ATTUALITÀ - Mondo Voc ottobre 2011                                                                Torna al sommario

 

 

Il monito della Chiesa: c’ è la necessità di un nuovo protagonismo dei cattolici in politica.


UNA VOLRA ERA LA FUCI
 

Il bisogno urgente di recuperare spazi di formazione socio-politica dei giovani.

 

In una società inquinata dai personalismi, serve un impegno forte dei cattolici nella vita politica del paese. Bisogna tornare a promuovere nuovi contesti di formazione affinché l’impegno in ambito socio politico sia orientato al bene comune.

 

di Stefania Careddu

 

careddu_ottobre_2È un po’ come se fosse scattata l’ora X, se non ci fosse più tempo, se la gravità della situazione fosse tale da indurre a mettere da parte indugi e timidezze: davanti alla crisi di valori che investe l’Italia, emerge con forza la necessità di un nuovo protagonismo dei cattolici in politica.

 


Nelle parole del cardinale Angelo Bagnasco

La collettività guarda con sgomento gli attori della scena pubblica e l’immagine del Paese all’esterno ne viene pericolosamente fiaccata”, ha detto senza mezzi termini il presidente della Cei, cardinale Angelo Bagnasco, nella sua ultima prolusione al Consiglio Episcopale Permanente.
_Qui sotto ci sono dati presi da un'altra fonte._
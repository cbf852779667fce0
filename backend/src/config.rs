//! Configuration management for the Crop Advisor server
//!
//! Supports hierarchical configuration loading:
//! 1. Default values in code
//! 2. Configuration files (development.toml, production.toml)
//! 3. Environment variable overrides named `CROP_ADVISOR__<SECTION>__<KEY>`,
//!    e.g. `CROP_ADVISOR__MODEL__SOURCE`
//!
//! `CROP_ADVISOR_ENVIRONMENT` picks which configuration file is read.

use std::time::Duration;

use config::{ConfigError, Environment, File};
use serde::Deserialize;
use shared::LookupPolicy;

/// Default location of the leaf disease model
pub const DEFAULT_MODEL_SOURCE: &str = "models/plant_disease.onnx";

/// Main application configuration
#[derive(Debug, Deserialize, Clone)]
pub struct Config {
    /// Current environment (development, production)
    pub environment: String,

    /// Server configuration
    pub server: ServerConfig,

    /// Disease classification model configuration
    pub model: ModelConfig,

    /// Image upload limits
    pub upload: UploadConfig,

    /// Suitability scoring configuration
    pub scoring: ScoringConfig,

    /// Disease taxonomy configuration
    #[serde(default)]
    pub taxonomy: TaxonomyConfig,
}

#[derive(Debug, Deserialize, Clone)]
pub struct ServerConfig {
    /// Server port
    pub port: u16,

    /// Server host
    pub host: String,
}

#[derive(Debug, Deserialize, Clone)]
pub struct ModelConfig {
    /// ONNX model location: an http(s) URL or a local file path
    pub source: String,

    /// Expected SHA-256 of the model artifact, hex encoded
    pub sha256: Option<String>,

    /// Width and height the model expects, in pixels
    pub input_size: u32,

    /// Apply softmax to the model output (for models that emit logits)
    pub apply_softmax: bool,

    /// Start loading the model at startup instead of on first request
    pub preload: bool,

    /// Upper bound on fetching and initialising the model
    pub load_timeout_secs: u64,

    /// Upper bound on a single inference call
    pub inference_timeout_secs: u64,
}

impl ModelConfig {
    pub fn load_timeout(&self) -> Duration {
        Duration::from_secs(self.load_timeout_secs)
    }

    pub fn inference_timeout(&self) -> Duration {
        Duration::from_secs(self.inference_timeout_secs)
    }
}

#[derive(Debug, Deserialize, Clone)]
pub struct UploadConfig {
    /// Largest accepted request body in bytes
    pub max_bytes: usize,
}

#[derive(Debug, Deserialize, Clone)]
pub struct ScoringConfig {
    /// Whether unknown crop/soil ids default or are rejected
    pub lookup_policy: LookupPolicy,
}

#[derive(Debug, Deserialize, Clone, Default)]
pub struct TaxonomyConfig {
    /// JSON file replacing the built-in disease taxonomy
    pub path: Option<String>,
}

impl Config {
    /// Load configuration from files and environment variables
    pub fn load() -> Result<Self, ConfigError> {
        let environment =
            std::env::var("CROP_ADVISOR_ENVIRONMENT").unwrap_or_else(|_| "development".into());

        let config = config::Config::builder()
            // Start with default values
            .set_default("environment", environment.clone())?
            .set_default("server.port", 3000)?
            .set_default("server.host", "0.0.0.0")?
            .set_default("model.source", DEFAULT_MODEL_SOURCE)?
            .set_default("model.input_size", 224)?
            .set_default("model.apply_softmax", false)?
            .set_default("model.preload", false)?
            .set_default("model.load_timeout_secs", 60)?
            .set_default("model.inference_timeout_secs", 30)?
            .set_default("upload.max_bytes", 10 * 1024 * 1024)?
            .set_default("scoring.lookup_policy", "lenient")?
            // Load environment-specific config file
            .add_source(File::with_name(&format!("config/{}", environment)).required(false))
            // Override with environment variables (CROP_ADVISOR__ prefix)
            .add_source(
                Environment::with_prefix("CROP_ADVISOR")
                    .separator("__")
                    .try_parsing(true),
            )
            .build()?;

        config.try_deserialize()
    }
}

impl Default for ServerConfig {
    fn default() -> Self {
        Self {
            port: 3000,
            host: "0.0.0.0".to_string(),
        }
    }
}

impl Default for ModelConfig {
    fn default() -> Self {
        Self {
            source: DEFAULT_MODEL_SOURCE.to_string(),
            sha256: None,
            input_size: 224,
            apply_softmax: false,
            preload: false,
            load_timeout_secs: 60,
            inference_timeout_secs: 30,
        }
    }
}

impl Default for UploadConfig {
    fn default() -> Self {
        Self {
            max_bytes: 10 * 1024 * 1024,
        }
    }
}

impl Default for ScoringConfig {
    fn default() -> Self {
        Self {
            lookup_policy: LookupPolicy::Lenient,
        }
    }
}

impl Default for Config {
    fn default() -> Self {
        Self {
            environment: "development".to_string(),
            server: ServerConfig::default(),
            model: ModelConfig::default(),
            upload: UploadConfig::default(),
            scoring: ScoringConfig::default(),
            taxonomy: TaxonomyConfig::default(),
        }
    }
}

#[cfg(test)]
mod tests {
    use super::*;

    #[test]
    fn environment_overrides_use_double_underscore_sections() {
        std::env::set_var("CROP_ADVISOR__MODEL__INPUT_SIZE", "256");
        std::env::set_var("CROP_ADVISOR__SCORING__LOOKUP_POLICY", "strict");
        let config = Config::load();
        std::env::remove_var("CROP_ADVISOR__MODEL__INPUT_SIZE");
        std::env::remove_var("CROP_ADVISOR__SCORING__LOOKUP_POLICY");

        let config = config.unwrap();
        assert_eq!(config.model.input_size, 256);
        assert_eq!(config.scoring.lookup_policy, LookupPolicy::Strict);
        assert_eq!(config.server.port, 3000);
    }
}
Per questo, occorre “non solo fare in maniera diversa, ma pensare diversamente: c’è da purificare l’aria, perché le nuove generazioni, crescendo, non restino avvelenate”.


E, in una fase così delicata, i cattolici possono – anzi devonoavere un ruolo da giocare. Anche perché, come ha sottolineato il cardinale Bagnasco, “un nucleo più ristretto ma sempre significativo di credenti, sollecitati dagli eventi e sensibilizzati nelle comunità cristiane, ha colto la rinnovata perentorietà di rendere politicamente più operante la propria fede”. Sembra infatti “stagliarsi all'orizzonte la possibilità di un soggetto culturale e sociale di interlocuzione con la politica, che, coniugando strettamente l'etica sociale con l'etica della vita, sia promettente grembo di futuro, senza nostalgie né ingenue illusioni”.


Per il laicato cattolico, insomma, concluso il periodo di analisi o peggio di scarsa incisività e delega, è arrivato il momento di rispondere concretamente ai numerosi appelli lanciati da Benedetto XVI e dai vescovi italiani.

 


Nei discorsi del Papa

careddu_ottobre_3Era il 7 settembre 2008 quando il Papa, in occasione della sua visita pastorale a Cagliari, parlò per la prima volta della necessità di “una nuova generazione di laici cristiani impegnati, capaci di cercare con competenza e rigore morale soluzioni di sviluppo sostenibile”. Un invito ripetuto lo scorso maggio ad Aquileia: “raccomando anche a voi, come alle altre Chiese che sono in Italia, l’impegno a suscitare una nuova generazione di uomini e donne capaci di assumersi responsabilità dirette nei vari ambiti del sociale, in modo particolare in quello politico; esso ha più che mai bisogno di vedere persone, soprattutto giovani, capaci di edificare una ‘vita buona’ a favore e al servizio di tutti”. Per dirla con le parole usate nel 2010 dal segretario di Stato vaticano, cardinale Tarcisio Bertone, “di iniettare - cioè - buona e nuova linfa nella società, orientandola alla virtù, con rettitudine e discernimento alla luce del Vangelo e della dottrina sociale della Chiesa”.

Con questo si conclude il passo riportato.